What you should do >> If a line in the data below includes the string "Instant", please return a copy of it.

[Stored data entries]
□ □ □

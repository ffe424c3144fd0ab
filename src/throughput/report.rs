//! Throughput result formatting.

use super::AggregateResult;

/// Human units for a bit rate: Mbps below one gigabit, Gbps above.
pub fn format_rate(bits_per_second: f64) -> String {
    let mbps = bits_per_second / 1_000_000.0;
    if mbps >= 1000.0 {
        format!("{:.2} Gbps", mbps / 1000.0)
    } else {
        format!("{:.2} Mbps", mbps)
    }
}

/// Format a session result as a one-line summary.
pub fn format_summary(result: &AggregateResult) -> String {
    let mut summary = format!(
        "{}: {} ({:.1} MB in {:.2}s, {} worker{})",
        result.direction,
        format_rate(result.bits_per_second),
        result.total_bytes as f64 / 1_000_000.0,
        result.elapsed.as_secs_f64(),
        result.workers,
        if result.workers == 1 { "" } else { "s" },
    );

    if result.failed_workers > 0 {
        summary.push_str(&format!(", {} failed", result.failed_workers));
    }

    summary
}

□ □ □

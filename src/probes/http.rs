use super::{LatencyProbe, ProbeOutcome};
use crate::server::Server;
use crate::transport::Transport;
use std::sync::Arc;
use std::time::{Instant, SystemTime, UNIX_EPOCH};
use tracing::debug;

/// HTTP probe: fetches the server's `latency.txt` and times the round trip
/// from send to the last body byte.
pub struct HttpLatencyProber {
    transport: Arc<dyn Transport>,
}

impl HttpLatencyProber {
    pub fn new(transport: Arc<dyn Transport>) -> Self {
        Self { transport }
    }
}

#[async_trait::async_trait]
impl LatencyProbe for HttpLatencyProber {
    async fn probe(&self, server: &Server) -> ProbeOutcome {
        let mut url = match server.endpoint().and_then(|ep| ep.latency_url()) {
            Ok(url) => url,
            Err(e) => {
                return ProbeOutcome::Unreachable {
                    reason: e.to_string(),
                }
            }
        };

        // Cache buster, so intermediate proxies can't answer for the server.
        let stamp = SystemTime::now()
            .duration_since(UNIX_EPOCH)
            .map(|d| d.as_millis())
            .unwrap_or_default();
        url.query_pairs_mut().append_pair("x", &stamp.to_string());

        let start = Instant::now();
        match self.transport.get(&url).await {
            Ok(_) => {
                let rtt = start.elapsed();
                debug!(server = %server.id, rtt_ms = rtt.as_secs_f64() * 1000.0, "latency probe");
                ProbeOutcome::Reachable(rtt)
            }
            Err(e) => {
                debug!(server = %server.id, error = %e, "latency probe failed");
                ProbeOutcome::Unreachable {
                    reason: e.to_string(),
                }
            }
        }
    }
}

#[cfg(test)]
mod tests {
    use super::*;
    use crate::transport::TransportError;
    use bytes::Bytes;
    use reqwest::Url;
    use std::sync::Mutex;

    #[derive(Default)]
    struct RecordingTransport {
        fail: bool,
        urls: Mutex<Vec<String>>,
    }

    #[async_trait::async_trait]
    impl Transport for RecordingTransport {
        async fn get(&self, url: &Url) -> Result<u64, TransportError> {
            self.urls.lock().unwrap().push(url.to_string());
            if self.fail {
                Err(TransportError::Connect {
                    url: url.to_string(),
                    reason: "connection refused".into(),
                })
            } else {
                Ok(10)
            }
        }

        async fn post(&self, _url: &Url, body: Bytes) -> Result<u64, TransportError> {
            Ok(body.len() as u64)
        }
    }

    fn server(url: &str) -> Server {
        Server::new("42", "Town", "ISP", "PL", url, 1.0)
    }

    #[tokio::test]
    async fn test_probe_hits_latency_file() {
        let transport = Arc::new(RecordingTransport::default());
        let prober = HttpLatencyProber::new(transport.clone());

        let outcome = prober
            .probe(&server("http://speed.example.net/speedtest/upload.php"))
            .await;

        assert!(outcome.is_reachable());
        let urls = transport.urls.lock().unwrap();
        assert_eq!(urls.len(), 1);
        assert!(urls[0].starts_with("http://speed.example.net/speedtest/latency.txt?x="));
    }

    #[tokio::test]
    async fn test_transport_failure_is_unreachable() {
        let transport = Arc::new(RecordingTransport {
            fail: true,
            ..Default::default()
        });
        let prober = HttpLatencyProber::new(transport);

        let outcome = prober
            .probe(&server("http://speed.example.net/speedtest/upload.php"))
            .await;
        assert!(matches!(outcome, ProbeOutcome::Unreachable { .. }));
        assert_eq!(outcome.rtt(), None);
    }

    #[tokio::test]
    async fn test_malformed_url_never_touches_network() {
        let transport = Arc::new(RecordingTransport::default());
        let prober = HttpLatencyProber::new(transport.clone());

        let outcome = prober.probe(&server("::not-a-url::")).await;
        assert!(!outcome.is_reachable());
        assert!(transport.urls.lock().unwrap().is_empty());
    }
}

□ □ □

Written answer >>
use std::time::{Instant, SystemTime, UNIX_EPOCH};
        let start = Instant::now();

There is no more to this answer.